■ EXERCISE
Which of the lines below include "that"? Each one should be copied out.
Top of MATERIAL FOR THIS EXERCISE
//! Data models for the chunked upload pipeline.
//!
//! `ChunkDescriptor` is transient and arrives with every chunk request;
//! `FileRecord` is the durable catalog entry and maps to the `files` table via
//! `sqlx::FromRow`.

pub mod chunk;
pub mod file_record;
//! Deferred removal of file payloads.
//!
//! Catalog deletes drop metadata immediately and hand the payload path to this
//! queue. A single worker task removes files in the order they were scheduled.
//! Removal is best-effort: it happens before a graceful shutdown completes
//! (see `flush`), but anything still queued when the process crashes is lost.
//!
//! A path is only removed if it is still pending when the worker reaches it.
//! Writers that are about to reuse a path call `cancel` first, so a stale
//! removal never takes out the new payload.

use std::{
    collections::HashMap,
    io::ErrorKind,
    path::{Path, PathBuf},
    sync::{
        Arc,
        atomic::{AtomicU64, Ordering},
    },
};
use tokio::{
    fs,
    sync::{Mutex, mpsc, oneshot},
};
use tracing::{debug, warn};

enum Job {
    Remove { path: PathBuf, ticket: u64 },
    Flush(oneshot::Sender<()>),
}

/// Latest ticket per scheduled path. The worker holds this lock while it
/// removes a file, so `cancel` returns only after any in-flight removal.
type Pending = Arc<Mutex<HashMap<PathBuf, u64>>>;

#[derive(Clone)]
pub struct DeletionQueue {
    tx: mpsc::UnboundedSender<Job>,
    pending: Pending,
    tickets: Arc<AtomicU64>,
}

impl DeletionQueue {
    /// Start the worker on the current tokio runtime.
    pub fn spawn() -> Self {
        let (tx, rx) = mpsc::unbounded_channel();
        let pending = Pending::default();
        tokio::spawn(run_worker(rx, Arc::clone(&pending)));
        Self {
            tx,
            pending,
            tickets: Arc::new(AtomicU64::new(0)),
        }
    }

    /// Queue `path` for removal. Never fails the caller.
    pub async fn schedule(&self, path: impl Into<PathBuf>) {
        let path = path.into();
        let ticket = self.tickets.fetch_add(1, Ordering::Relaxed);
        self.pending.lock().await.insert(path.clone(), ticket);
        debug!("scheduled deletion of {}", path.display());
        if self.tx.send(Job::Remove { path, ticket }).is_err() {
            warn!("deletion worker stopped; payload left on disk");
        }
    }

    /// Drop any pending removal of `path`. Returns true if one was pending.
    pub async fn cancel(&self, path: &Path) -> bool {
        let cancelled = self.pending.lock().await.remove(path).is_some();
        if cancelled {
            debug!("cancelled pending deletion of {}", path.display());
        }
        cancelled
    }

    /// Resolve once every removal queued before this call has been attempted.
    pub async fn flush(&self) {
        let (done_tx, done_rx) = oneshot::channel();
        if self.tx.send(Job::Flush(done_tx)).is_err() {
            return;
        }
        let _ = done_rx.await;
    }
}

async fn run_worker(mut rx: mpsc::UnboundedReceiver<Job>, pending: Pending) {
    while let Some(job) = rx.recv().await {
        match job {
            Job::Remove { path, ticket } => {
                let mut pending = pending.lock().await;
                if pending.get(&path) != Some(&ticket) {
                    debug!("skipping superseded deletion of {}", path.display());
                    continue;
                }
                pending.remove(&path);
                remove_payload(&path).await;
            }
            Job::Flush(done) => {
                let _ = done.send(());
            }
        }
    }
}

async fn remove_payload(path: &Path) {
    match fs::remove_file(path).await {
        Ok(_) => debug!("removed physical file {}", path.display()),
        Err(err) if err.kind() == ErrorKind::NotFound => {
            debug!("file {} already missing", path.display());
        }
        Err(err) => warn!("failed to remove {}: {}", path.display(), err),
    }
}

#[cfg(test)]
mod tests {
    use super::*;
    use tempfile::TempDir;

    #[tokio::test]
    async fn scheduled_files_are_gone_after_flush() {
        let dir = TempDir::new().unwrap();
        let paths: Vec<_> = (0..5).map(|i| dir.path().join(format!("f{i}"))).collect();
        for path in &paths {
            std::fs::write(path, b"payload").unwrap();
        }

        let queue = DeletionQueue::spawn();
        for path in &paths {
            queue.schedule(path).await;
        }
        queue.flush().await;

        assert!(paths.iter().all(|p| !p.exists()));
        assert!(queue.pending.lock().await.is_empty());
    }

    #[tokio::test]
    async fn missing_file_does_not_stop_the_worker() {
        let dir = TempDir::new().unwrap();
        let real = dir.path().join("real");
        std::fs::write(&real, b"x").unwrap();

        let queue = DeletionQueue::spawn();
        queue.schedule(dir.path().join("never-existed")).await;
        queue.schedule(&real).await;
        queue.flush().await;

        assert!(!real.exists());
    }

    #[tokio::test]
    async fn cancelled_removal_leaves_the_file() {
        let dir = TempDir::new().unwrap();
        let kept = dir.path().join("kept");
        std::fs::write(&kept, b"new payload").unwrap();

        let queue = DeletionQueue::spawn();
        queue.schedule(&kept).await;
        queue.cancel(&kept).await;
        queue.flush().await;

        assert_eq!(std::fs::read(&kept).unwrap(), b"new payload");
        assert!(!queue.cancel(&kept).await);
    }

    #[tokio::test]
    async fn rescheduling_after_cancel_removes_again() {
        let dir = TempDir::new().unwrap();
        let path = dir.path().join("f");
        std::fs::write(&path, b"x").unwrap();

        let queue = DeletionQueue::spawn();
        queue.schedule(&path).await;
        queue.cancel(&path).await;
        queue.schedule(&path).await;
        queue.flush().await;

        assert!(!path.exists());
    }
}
Bottom of MATERIAL FOR THIS EXERCISE
Top of MATERIAL FOR THIS EXERCISE
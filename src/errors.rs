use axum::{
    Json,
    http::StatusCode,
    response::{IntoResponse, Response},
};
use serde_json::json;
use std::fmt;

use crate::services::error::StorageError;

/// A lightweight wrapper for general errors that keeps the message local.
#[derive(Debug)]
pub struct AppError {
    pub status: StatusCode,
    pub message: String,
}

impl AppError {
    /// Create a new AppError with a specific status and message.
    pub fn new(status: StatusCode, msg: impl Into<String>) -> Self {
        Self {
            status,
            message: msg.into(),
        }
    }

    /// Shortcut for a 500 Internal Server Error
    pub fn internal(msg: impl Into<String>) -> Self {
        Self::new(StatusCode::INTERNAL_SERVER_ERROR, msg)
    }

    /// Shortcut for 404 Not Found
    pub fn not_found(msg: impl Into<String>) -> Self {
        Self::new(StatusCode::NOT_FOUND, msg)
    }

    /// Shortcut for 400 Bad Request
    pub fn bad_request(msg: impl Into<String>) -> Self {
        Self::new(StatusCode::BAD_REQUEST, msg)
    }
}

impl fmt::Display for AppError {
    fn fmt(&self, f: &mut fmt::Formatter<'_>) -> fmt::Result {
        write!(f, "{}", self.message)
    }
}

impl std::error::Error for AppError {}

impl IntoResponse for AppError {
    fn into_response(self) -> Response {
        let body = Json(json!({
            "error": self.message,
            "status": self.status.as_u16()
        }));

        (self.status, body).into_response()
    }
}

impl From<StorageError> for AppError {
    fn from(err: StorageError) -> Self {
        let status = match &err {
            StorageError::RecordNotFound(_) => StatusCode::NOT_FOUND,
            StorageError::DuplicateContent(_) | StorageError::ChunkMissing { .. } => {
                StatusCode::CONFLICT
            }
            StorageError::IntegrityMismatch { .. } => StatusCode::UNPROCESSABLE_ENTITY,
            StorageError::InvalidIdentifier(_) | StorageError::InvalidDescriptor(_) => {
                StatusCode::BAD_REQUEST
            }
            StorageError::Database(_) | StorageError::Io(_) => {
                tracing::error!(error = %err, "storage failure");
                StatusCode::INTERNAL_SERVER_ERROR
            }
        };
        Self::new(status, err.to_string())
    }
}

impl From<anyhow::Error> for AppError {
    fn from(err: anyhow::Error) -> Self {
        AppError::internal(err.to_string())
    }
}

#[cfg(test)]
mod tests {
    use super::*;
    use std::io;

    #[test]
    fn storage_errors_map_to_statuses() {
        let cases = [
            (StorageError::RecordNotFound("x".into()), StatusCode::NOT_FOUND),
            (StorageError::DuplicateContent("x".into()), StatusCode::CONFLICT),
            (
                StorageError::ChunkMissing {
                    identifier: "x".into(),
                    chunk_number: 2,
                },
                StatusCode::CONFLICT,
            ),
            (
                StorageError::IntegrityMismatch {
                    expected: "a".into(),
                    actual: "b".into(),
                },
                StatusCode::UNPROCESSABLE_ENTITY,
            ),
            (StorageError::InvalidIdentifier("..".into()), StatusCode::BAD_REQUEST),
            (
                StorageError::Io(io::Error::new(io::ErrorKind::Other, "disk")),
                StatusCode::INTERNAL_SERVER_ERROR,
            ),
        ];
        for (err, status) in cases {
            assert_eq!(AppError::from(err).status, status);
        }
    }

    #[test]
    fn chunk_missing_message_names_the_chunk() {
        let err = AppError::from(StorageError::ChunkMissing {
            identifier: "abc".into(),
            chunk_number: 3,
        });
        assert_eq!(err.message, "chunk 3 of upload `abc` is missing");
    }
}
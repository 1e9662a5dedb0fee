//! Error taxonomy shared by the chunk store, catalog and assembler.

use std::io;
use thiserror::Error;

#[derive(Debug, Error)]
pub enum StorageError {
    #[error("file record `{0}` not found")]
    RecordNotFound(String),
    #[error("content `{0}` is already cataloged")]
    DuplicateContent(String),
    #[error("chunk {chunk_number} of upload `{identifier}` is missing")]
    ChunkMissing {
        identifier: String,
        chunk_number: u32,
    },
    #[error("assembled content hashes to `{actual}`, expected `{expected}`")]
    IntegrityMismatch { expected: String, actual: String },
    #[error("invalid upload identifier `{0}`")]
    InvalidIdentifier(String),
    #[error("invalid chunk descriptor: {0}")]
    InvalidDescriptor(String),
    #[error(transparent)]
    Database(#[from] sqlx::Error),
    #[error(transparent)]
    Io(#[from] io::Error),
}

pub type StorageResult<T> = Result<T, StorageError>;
Bottom of MATERIAL FOR THIS EXERCISE
Top of MATERIAL FOR THIS EXERCISE
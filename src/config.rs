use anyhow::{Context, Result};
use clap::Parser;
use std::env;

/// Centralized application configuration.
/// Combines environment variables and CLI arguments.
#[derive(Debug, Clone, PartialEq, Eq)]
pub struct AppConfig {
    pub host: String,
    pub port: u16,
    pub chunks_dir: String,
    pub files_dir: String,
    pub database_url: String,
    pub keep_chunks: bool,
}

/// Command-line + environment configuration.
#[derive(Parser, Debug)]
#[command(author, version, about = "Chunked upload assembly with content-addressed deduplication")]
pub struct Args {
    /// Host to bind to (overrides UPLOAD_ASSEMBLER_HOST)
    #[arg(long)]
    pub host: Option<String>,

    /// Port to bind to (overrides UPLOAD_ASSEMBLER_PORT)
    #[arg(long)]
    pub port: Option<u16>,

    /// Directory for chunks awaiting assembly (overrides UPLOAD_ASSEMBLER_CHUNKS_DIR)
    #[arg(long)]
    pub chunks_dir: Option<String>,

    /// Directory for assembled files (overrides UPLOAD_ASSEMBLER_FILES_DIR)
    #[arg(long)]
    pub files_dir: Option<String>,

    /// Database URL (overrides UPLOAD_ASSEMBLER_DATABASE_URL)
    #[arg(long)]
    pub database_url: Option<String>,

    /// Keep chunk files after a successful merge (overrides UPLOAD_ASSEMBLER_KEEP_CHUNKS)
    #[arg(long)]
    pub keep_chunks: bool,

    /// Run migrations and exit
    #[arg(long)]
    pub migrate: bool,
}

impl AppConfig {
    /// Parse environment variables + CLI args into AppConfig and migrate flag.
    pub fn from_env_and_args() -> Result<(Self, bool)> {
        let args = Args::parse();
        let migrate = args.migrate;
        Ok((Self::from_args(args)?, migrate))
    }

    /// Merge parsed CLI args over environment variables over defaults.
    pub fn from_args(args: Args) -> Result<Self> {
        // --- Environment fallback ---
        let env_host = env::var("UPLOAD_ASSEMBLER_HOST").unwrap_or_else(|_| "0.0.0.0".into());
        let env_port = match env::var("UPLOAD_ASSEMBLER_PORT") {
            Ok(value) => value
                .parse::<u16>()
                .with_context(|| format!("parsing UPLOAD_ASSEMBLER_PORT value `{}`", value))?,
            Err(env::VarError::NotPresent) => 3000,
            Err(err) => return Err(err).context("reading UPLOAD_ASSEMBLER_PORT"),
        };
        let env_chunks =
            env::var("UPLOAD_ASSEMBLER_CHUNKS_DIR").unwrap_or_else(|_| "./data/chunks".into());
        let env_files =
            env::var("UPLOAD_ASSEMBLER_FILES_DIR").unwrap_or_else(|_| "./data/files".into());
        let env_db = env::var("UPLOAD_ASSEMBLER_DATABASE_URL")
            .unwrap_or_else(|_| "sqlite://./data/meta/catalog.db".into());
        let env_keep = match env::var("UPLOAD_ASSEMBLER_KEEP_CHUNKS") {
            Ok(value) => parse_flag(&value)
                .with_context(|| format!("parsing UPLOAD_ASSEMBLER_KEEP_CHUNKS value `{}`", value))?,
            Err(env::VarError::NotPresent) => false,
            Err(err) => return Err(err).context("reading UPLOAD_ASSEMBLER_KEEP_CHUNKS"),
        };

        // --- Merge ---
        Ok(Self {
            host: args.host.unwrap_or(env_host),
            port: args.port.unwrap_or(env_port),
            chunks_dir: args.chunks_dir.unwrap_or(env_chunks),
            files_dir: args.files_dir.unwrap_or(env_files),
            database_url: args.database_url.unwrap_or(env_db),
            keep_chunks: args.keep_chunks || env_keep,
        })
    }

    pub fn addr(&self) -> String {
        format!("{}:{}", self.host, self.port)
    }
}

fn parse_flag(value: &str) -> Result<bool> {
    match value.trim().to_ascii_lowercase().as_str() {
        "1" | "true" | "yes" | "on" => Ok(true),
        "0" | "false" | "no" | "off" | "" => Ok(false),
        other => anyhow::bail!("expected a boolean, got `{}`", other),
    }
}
Bottom of MATERIAL FOR THIS EXERCISE
■ REPLY TO THE EXERCISE
//! Writers that are about to reuse a path call `cancel` first, so a stale
/// A lightweight wrapper for general errors that keeps the message local.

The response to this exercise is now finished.